The nurse has provided teaching to a patient with gastroesophageal reflux disease (GERD). which statement by the patient indicated the teach has been effective? A.) "I will eat three meals a day." B.) "I will not snack 1 hour before I go to bed." C.) "I will stay up for at least 15-30 minutes after eating dinner before going to bed." D.) "I won't lift heavy objects."

D.) "I won't lift heavy objects."

Which statement is true about the drug rabeprazole for treatment of gastroesophageal reflux disease (GERD)? A.) It is rapidly released into the body after it is administered. B.) The tablets are large and may be crushed if the patient has difficulty swallowing them. C.) It is a histamine receptor antagonist .D.) If once-a-day dosing does not control symptoms, it may be taken twice a day.

D.) If once-a-day dosing does not control symptoms, it may be taken twice a day.

The mother of​ 7-year-old Peyton Henderson is upset because the child has not been given any medication for abdominal pain caused by acute appendicitis. Which explanation about the administration of pain medication is most​ appropriate?​ a "Pain from appendicitis is not real and does not need to be​ treated."​ b "Pain medication will mask the change in pain if the appendix​ ruptures." ​c "There is no medication available to reduce the pain caused by​ appendicitis."​ d "Preventing the child from moving the legs will eliminate the abdominal​ pain."

b

The nurse explains to a patient with an episode of acute pancreatitis that the most effective means of relieving pain by suppressing pancreatic secretions is the use of: a. Antibiotics. b. NPO status. c. Antispasmodics. d. H2R blockers or proton pump inhibitors.

b. NPO status

A nurse is planning care for a client who has a single-lumen NG tube for gastric decompression. Which of the following actions should the nurse include in the plan of care? (select all that apply) a. Set the suction machine at 120mm HG b. Provide oral hygiene frequently. c. Measure the amount of drainage from the NG tube every shift d. Secure the NG tube to the client's gown e. Apply petroleum jelly to the client's nares.

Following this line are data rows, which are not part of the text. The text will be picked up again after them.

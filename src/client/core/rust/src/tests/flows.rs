/* src/client/core/rust/src/tests/flows.rs */

use futures::executor::block_on;

use super::*;

#[test]
fn startup_applies_defaults() {
  let page = start(PreferenceStore::in_memory());
  let surface = page.surface();

  assert_eq!(page.language(), Language::Zh);
  assert_eq!(page.theme(), Theme::Light);
  assert_eq!(surface.text["hero-title"], "你好，我是 Canmi");
  assert_eq!(surface.placeholder["search"], "搜索");
  assert!(surface.has_class("lang-zh", "active"));
  assert_eq!(surface.root_attrs["data-theme"], "light");
  assert_eq!(surface.style("icon-moon", "opacity"), Some("0.5"));
  assert_eq!(surface.style("contact", "opacity"), Some("0"));
  assert_eq!(surface.attr("wechat", "title"), Some("点击复制"));
  assert_eq!(surface.style("wechat", "cursor"), Some("pointer"));
  assert_eq!(surface.style("card-web", "-webkit-tap-highlight-color"), Some("transparent"));
}

#[test]
fn language_switch_updates_whole_page() {
  let mut page = start(PreferenceStore::in_memory());
  page.set_language(Language::En);
  let surface = page.surface();

  assert_eq!(surface.text["nav-about"], "About");
  assert_eq!(surface.text["hero-title"], "Hi, I'm Canmi");
  assert_eq!(surface.placeholder["search"], "Search");
  assert!(surface.has_class("lang-en", "active"));
  assert!(!surface.has_class("lang-zh", "active"));
  assert_eq!(surface.attr("wechat", "title"), Some("Click to copy"));
}

#[test]
fn preferences_survive_reload() {
  let mut page = start(PreferenceStore::in_memory());
  page.set_language(Language::En);
  page.toggle_theme();

  let page = reload(page);
  assert_eq!(page.language(), Language::En);
  assert_eq!(page.theme(), Theme::Dark);
  assert_eq!(page.surface().text["nav-about"], "About");
  assert_eq!(page.surface().root_attrs["data-theme"], "dark");
}

#[test]
fn storage_outage_keeps_session_preferences() {
  let backend = crate::prefs::testing::RefusingBackend::default();
  let config = LandingConfig::default();
  let prefs = PreferenceStore::new(Some(Box::new(backend)), config.storage, config.defaults);
  let mut page = start(prefs);

  page.set_language(Language::En);
  page.set_theme(Theme::Dark);
  assert_eq!(page.language(), Language::En);
  assert_eq!(page.surface().root_attrs["data-theme"], "dark");

  // Nothing was persisted, so a reload starts from defaults again
  let page = reload(page);
  assert_eq!(page.language(), Language::Zh);
  assert_eq!(page.theme(), Theme::Light);
}

#[test]
fn theme_marker_follows_toggles() {
  let mut page = start(PreferenceStore::in_memory());
  for expected in [Theme::Dark, Theme::Light, Theme::Dark] {
    assert_eq!(page.toggle_theme(), expected);
    assert_eq!(page.surface().root_attrs["data-theme"], expected.as_str());
  }
  assert_eq!(page.surface().style("icon-sun", "opacity"), Some("0.5"));
}

#[test]
fn sections_reveal_once() {
  let mut page = start(PreferenceStore::in_memory());
  assert!((page.reveal_threshold() - 0.1).abs() < f64::EPSILON);

  assert_eq!(page.on_section_intersection(1, true), Transition::Revealed);
  assert_eq!(page.on_section_intersection(1, false), Transition::Unchanged);
  assert_eq!(page.on_section_intersection(1, true), Transition::Unchanged);
  assert_eq!(page.reveal().revealed_count(), 1);
  assert_eq!(page.surface().style("services", "opacity"), Some("1"));
}

#[test]
fn copy_confirmation_uses_current_language() {
  struct Accepting;

  impl Clipboard for Accepting {
    async fn write_text(&self, _text: &str) -> Result<()> {
      Ok(())
    }
  }

  let mut page = start(PreferenceStore::in_memory());
  let toast = block_on(page.clipboard().copy(&Accepting, "test@example.com", page.language()));
  let events = page.show_toast(toast, 0.0);
  let [ToastEvent::Show { toast, .. }] = events.as_slice() else {
    panic!("expected a single show event, got {events:?}");
  };
  assert_eq!(toast.content.lines, ["已复制到剪贴板"]);

  page.tick(2000.0);
  page.set_language(Language::En);
  let toast = block_on(page.clipboard().copy(&Accepting, "test@example.com", page.language()));
  assert_eq!(toast.content.lines, ["Copied to clipboard"]);
}

#[test]
fn touch_feedback_cycle() {
  let mut page = start(PreferenceStore::in_memory());

  page.pointer_enter(&"card-app");
  assert_eq!(page.surface().style("card-app", "transform"), Some("translateY(-3px) scale(1.02)"));
  page.pointer_leave(&"card-app");
  assert_eq!(page.surface().style("card-app", "transform"), Some(""));

  page.touch_start(&"link-github");
  assert_eq!(page.touch_release_delay_ms(), 150);
  assert_eq!(page.surface().style("link-github", "transform"), Some("scale(0.98)"));
  page.touch_release(&"link-github");
  assert_eq!(page.surface().style("link-github", "transform"), Some(""));

  assert!(!page.document_touch_end(0.0));
  assert!(page.document_touch_end(200.0));
}
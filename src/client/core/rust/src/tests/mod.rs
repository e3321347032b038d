/* src/client/core/rust/src/tests/mod.rs */

use super::*;
use crate::surface::recording::RecordingSurface;

mod flows;

fn parts() -> PageParts<&'static str> {
  let mut registry = TextRegistry::new();
  registry
    .translatable("nav-about", TextSlot::Content, Localized::new("关于", "About"))
    .translatable("hero-title", TextSlot::Content, Localized::new("你好，我是 Canmi", "Hi, I'm Canmi"))
    .translatable("search", TextSlot::Placeholder, Localized::new("搜索", "Search"))
    .selector("lang-zh", Language::Zh)
    .selector("lang-en", Language::En);

  PageParts {
    registry,
    theme_icons: Some(ThemeIcons { sun: "icon-sun", moon: "icon-moon" }),
    sections: vec!["about", "services", "jobs", "contact"],
    copy_targets: vec!["wechat"],
    feedback_targets: vec!["card-web", "card-app", "link-github"],
    social_links: vec![("github".into(), "#".into()), ("bilibili".into(), "https://canmi.icu/#".into())],
  }
}

fn start(prefs: PreferenceStore) -> LandingPage<RecordingSurface> {
  LandingPage::start(&LandingConfig::default(), prefs, RecordingSurface::default(), parts())
}

/// Simulated reload: same storage, fresh document.
fn reload(page: LandingPage<RecordingSurface>) -> LandingPage<RecordingSurface> {
  let config = LandingConfig::default();
  let backend = page.into_prefs().into_backend();
  start(PreferenceStore::new(backend, config.storage, config.defaults))
}
/* src/client/core/rust/src/toast.rs */

//! Single reusable toast with a queue of pending messages.
//!
//! The host is a clock-driven state machine: every call takes the current
//! time in milliseconds and returns the show/hide events the DOM layer has to
//! render. At most one toast is visible at any time.

use std::collections::VecDeque;

#[derive(Debug, Clone, Copy, PartialEq, Eq)]
pub enum ToastKind {
  /// Short single-line confirmation.
  Confirm,
  Error,
  /// Centered card with a title, body lines and an optional code line.
  Card,
}

#[derive(Debug, Clone, Copy, PartialEq, Eq)]
pub enum Dismiss {
  AfterMs(u32),
  /// Closed by the first click outside the toast.
  OutsideClick,
}

#[derive(Debug, Clone, Default, PartialEq, Eq)]
pub struct ToastContent {
  pub title: Option<String>,
  pub lines: Vec<String>,
  pub code: Option<String>,
}

impl ToastContent {
  /// Every piece of text in display order.
  pub fn text(&self) -> Vec<&str> {
    self
      .title
      .iter()
      .chain(self.lines.iter())
      .chain(self.code.iter())
      .map(String::as_str)
      .collect()
  }

  pub fn contains(&self, needle: &str) -> bool {
    self.text().iter().any(|t| t.contains(needle))
  }
}

#[derive(Debug, Clone, PartialEq, Eq)]
pub struct Toast {
  pub kind: ToastKind,
  pub content: ToastContent,
  pub dismiss: Dismiss,
}

impl Toast {
  pub fn message(kind: ToastKind, text: impl Into<String>, after_ms: u32) -> Self {
    Self {
      kind,
      content: ToastContent { lines: vec![text.into()], ..ToastContent::default() },
      dismiss: Dismiss::AfterMs(after_ms),
    }
  }
}

#[derive(Debug, Clone, PartialEq, Eq)]
pub enum ToastEvent {
  Show { id: u64, toast: Toast },
  Hide { id: u64 },
}

struct Active {
  id: u64,
  dismiss: Dismiss,
  shown_at: f64,
}

pub struct ToastHost {
  queue: VecDeque<Toast>,
  active: Option<Active>,
  next_id: u64,
  outside_click_arm_ms: u32,
}

impl ToastHost {
  pub fn new(outside_click_arm_ms: u32) -> Self {
    Self { queue: VecDeque::new(), active: None, next_id: 1, outside_click_arm_ms }
  }

  pub fn active_id(&self) -> Option<u64> {
    self.active.as_ref().map(|a| a.id)
  }

  pub fn pending(&self) -> usize {
    self.queue.len()
  }

  /// When the visible toast expires, if it expires on a timer.
  pub fn next_deadline(&self) -> Option<f64> {
    let active = self.active.as_ref()?;
    match active.dismiss {
      Dismiss::AfterMs(ms) => Some(active.shown_at + f64::from(ms)),
      Dismiss::OutsideClick => None,
    }
  }

  /// Milliseconds to wait before the next `tick`, or `None` when no timer
  /// is needed. Ask again after every `tick`: a tick that fires early keeps
  /// the toast and needs a fresh timer.
  pub fn expiry_delay(&self, now: f64) -> Option<u32> {
    let remaining = (self.next_deadline()? - now).max(0.0).ceil();
    Some((remaining as u32).max(1))
  }

  pub fn push(&mut self, toast: Toast, now: f64) -> Vec<ToastEvent> {
    self.queue.push_back(toast);
    if self.active.is_some() {
      return vec![];
    }
    self.promote(now).into_iter().collect()
  }

  /// Expire the visible toast if its timer ran out and show the next one.
  pub fn tick(&mut self, now: f64) -> Vec<ToastEvent> {
    match self.next_deadline() {
      Some(deadline) if now >= deadline => self.close_active(now),
      _ => vec![],
    }
  }

  /// A click landed outside the visible toast.
  pub fn click_outside(&mut self, now: f64) -> Vec<ToastEvent> {
    let Some(active) = &self.active else { return vec![] };
    let armed = now - active.shown_at >= f64::from(self.outside_click_arm_ms);
    if active.dismiss == Dismiss::OutsideClick && armed { self.close_active(now) } else { vec![] }
  }

  fn close_active(&mut self, now: f64) -> Vec<ToastEvent> {
    let Some(active) = self.active.take() else { return vec![] };
    let mut events = vec![ToastEvent::Hide { id: active.id }];
    events.extend(self.promote(now));
    events
  }

  fn promote(&mut self, now: f64) -> Option<ToastEvent> {
    let toast = self.queue.pop_front()?;
    let id = self.next_id;
    self.next_id += 1;
    self.active = Some(Active { id, dismiss: toast.dismiss, shown_at: now });
    Some(ToastEvent::Show { id, toast })
  }
}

b. Provide oral hygiene frequently. c. Measure the amount of drainage from the NG tube every shift d. Secure the NG tube to the client's gown

A nurse is preparing to instill an enteral feeding for a pt who has an NG tube in place Which of the following actions is the nurse's highest priority before performing this procedure? a. check how long the feeding container has been open b. verify the placement of the NG tube c. confirm that the pt does not have diarrhea d. make sure the pt is alert and oriented

b. verify the placement of the NG tube

A nurse is providing discharge teaching for a client who has chronic pancreatitis. Which of the following statements should the nurse make? a. "You should decrease your caloric intake when abdominal pain is present." b. "You should increase fat intake when experiencing loose stools." c. "You should increase your daily intake of protein." d. "You should limit alcohol intake to 2-3 drinks per week."

c. "You should increase your daily intake of protein."